REQUIREMENT: Pick each line containing the word "ExternalServiceError" out of the data below.

=== Begin Enclosure ===

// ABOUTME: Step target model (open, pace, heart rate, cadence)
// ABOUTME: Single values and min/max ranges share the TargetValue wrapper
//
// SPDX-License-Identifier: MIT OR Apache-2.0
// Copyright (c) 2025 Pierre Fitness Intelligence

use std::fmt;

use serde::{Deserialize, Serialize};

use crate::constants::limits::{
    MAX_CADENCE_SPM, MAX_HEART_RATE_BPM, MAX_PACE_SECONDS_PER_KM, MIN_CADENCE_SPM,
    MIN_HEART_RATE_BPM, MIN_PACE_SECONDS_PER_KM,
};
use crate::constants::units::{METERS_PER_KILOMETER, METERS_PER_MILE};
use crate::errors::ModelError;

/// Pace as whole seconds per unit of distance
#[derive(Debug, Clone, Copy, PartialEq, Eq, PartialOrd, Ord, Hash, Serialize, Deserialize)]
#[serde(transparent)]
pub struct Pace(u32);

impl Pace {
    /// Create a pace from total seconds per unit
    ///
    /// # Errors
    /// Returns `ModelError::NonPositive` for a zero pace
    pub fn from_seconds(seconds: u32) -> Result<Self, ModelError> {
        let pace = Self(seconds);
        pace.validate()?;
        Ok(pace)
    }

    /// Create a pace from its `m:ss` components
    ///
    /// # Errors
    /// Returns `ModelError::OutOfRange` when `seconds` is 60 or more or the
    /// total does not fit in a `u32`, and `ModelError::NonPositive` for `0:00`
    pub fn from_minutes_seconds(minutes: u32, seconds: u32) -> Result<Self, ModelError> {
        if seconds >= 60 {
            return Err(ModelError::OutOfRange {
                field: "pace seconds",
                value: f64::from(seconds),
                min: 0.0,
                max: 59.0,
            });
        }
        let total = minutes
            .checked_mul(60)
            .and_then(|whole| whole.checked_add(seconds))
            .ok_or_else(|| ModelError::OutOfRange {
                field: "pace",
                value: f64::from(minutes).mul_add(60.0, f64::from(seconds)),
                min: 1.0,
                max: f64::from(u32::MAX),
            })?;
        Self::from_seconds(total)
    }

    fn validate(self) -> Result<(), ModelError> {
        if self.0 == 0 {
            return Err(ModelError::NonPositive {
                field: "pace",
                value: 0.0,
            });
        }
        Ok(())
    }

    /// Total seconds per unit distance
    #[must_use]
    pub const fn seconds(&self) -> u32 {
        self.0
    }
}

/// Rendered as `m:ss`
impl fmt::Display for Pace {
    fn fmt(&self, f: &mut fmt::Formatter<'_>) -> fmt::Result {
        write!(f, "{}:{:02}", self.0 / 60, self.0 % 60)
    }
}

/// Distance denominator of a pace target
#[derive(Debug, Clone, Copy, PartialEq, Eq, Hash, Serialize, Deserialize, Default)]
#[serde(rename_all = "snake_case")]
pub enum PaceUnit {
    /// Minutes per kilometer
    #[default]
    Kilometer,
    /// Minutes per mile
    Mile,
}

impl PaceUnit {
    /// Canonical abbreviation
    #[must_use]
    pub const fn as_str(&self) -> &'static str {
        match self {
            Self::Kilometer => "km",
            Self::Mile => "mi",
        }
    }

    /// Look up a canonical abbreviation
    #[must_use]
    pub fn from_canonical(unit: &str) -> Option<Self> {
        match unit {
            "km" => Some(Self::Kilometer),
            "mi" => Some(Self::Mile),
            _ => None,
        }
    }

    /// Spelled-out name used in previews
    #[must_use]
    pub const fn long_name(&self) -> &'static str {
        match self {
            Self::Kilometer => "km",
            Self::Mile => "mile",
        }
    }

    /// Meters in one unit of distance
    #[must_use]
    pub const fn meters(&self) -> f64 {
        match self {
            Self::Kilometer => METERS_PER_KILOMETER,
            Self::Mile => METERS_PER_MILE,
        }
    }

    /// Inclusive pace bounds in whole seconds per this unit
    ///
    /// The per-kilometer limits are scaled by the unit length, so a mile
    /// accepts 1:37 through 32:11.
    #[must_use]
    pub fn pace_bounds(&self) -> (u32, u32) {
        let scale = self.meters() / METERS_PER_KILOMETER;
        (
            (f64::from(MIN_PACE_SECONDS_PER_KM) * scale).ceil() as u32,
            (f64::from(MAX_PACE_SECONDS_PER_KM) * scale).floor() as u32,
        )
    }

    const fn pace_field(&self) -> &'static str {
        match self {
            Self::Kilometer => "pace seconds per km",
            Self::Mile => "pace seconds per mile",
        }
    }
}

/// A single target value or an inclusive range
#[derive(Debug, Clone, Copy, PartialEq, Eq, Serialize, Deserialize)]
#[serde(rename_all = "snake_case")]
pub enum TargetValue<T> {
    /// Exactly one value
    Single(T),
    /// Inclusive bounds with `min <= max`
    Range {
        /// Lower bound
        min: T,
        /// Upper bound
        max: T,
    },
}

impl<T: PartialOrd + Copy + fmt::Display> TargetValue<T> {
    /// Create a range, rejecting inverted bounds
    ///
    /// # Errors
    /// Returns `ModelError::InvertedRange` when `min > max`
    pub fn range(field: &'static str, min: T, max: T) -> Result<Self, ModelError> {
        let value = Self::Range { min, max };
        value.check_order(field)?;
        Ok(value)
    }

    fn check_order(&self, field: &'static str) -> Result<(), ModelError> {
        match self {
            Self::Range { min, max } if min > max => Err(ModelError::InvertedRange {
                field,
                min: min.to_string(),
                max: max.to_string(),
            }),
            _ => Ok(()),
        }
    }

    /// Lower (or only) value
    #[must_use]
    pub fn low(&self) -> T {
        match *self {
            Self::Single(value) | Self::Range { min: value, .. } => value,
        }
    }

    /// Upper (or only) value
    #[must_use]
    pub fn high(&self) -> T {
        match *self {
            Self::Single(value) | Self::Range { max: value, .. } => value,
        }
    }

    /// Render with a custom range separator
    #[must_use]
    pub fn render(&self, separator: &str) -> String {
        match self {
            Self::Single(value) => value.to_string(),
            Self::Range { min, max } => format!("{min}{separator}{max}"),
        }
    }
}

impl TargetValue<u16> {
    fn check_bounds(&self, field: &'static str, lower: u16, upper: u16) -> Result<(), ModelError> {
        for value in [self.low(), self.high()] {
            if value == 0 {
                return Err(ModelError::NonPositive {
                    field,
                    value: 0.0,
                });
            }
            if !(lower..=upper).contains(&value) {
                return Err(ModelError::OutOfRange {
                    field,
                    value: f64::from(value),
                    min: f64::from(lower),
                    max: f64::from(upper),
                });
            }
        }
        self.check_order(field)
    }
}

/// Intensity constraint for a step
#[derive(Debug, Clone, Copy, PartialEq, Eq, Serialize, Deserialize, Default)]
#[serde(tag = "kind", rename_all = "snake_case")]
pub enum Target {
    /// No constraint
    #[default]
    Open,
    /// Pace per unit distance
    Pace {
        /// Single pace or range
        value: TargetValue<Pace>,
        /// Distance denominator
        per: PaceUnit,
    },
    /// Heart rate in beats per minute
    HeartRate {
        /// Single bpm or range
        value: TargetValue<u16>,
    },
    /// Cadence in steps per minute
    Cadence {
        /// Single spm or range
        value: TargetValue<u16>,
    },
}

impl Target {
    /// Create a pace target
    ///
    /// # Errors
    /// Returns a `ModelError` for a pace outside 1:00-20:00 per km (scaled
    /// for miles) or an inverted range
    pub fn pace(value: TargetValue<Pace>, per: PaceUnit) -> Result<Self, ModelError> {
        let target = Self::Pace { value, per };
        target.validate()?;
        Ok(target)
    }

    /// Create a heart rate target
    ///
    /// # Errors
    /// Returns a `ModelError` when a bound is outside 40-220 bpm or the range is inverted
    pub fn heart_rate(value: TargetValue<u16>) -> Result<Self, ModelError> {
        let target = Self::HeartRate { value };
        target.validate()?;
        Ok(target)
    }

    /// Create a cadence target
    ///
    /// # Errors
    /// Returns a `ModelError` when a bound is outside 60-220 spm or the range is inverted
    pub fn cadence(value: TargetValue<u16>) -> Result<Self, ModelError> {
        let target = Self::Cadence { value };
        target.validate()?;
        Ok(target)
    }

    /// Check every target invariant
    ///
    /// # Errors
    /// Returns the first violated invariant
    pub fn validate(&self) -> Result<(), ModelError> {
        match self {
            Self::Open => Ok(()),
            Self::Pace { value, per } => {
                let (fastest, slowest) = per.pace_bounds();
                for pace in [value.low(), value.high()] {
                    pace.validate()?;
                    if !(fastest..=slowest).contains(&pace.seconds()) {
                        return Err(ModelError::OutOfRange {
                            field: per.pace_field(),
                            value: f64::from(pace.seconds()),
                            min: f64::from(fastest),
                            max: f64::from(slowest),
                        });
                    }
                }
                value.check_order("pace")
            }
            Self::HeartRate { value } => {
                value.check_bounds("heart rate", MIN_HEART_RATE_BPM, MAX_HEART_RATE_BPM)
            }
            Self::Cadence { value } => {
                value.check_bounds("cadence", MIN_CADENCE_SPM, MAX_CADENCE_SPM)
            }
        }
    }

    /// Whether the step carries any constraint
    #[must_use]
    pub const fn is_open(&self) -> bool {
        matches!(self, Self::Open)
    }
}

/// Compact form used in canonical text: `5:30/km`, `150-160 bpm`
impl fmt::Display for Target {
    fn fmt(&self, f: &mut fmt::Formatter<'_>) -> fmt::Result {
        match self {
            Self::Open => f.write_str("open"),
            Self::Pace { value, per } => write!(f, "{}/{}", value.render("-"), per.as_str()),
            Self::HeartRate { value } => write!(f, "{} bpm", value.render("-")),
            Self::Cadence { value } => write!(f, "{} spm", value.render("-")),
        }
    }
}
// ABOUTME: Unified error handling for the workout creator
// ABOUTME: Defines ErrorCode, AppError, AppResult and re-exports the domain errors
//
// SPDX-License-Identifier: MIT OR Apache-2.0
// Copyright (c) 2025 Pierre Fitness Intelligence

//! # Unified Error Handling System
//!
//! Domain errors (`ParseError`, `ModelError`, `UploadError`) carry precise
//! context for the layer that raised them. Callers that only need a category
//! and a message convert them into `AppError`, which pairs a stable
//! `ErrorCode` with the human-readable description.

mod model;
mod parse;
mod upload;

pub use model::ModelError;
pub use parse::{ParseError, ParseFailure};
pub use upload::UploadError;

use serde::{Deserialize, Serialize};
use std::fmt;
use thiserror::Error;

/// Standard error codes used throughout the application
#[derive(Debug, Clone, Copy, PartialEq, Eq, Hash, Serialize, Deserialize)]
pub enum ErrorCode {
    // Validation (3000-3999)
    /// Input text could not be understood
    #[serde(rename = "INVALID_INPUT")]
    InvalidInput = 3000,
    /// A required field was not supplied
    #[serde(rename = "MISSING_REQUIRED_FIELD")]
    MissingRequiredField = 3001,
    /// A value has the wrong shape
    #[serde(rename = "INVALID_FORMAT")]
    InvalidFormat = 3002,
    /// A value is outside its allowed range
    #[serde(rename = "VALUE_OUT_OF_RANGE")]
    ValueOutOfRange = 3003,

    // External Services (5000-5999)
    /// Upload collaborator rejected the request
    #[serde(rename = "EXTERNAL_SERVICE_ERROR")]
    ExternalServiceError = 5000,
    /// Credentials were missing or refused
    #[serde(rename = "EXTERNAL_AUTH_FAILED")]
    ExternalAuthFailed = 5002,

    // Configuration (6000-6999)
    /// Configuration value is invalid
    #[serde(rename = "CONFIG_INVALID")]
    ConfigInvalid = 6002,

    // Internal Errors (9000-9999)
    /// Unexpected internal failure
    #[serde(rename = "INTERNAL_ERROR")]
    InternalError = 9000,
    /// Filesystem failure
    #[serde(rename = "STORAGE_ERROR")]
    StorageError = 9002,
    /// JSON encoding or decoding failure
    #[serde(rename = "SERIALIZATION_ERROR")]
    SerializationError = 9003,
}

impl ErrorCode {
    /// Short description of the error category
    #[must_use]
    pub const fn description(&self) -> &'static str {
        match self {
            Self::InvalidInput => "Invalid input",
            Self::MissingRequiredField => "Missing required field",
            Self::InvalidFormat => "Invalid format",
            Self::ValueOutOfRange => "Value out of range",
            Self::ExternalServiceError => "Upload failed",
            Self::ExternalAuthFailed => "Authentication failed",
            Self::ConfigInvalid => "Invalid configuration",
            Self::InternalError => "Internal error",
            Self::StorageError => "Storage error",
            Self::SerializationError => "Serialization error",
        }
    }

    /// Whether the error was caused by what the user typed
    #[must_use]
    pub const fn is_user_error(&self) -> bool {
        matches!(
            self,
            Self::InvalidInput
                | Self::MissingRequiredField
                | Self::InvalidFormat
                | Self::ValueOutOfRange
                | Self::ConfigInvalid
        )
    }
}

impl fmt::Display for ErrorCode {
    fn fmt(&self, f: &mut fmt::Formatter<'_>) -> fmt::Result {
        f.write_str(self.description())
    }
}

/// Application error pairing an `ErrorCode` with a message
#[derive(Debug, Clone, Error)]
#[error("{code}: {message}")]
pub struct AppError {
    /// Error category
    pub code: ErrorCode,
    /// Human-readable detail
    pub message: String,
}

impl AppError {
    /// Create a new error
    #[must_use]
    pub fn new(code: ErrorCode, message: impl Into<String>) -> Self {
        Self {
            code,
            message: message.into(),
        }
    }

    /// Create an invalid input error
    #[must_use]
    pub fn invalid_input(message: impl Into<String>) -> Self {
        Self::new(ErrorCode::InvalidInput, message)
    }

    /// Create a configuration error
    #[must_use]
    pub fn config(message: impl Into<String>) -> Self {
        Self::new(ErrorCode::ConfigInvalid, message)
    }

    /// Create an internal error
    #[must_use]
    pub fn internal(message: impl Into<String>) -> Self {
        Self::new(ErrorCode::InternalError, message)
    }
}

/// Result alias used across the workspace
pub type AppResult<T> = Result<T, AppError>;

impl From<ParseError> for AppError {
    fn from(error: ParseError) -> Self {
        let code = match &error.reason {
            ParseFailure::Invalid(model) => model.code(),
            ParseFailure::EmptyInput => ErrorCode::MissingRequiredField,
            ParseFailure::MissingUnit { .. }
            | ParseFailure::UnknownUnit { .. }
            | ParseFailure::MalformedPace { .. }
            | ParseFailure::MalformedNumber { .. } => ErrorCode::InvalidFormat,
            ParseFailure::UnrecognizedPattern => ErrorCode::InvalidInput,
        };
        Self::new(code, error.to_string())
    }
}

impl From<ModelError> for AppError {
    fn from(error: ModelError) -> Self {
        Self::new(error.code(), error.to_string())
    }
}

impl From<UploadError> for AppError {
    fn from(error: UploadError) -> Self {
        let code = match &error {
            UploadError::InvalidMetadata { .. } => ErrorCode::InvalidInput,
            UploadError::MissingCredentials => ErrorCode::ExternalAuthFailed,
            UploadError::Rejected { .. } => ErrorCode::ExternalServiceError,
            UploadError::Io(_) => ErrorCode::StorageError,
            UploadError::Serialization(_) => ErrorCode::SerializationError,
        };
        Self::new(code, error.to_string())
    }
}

=== End Enclosure ===

WRITTEN RESPONSE:
    ExternalServiceError = 5000,
            Self::ExternalServiceError => "Upload failed",
            UploadError::Rejected { .. } => ErrorCode::ExternalServiceError,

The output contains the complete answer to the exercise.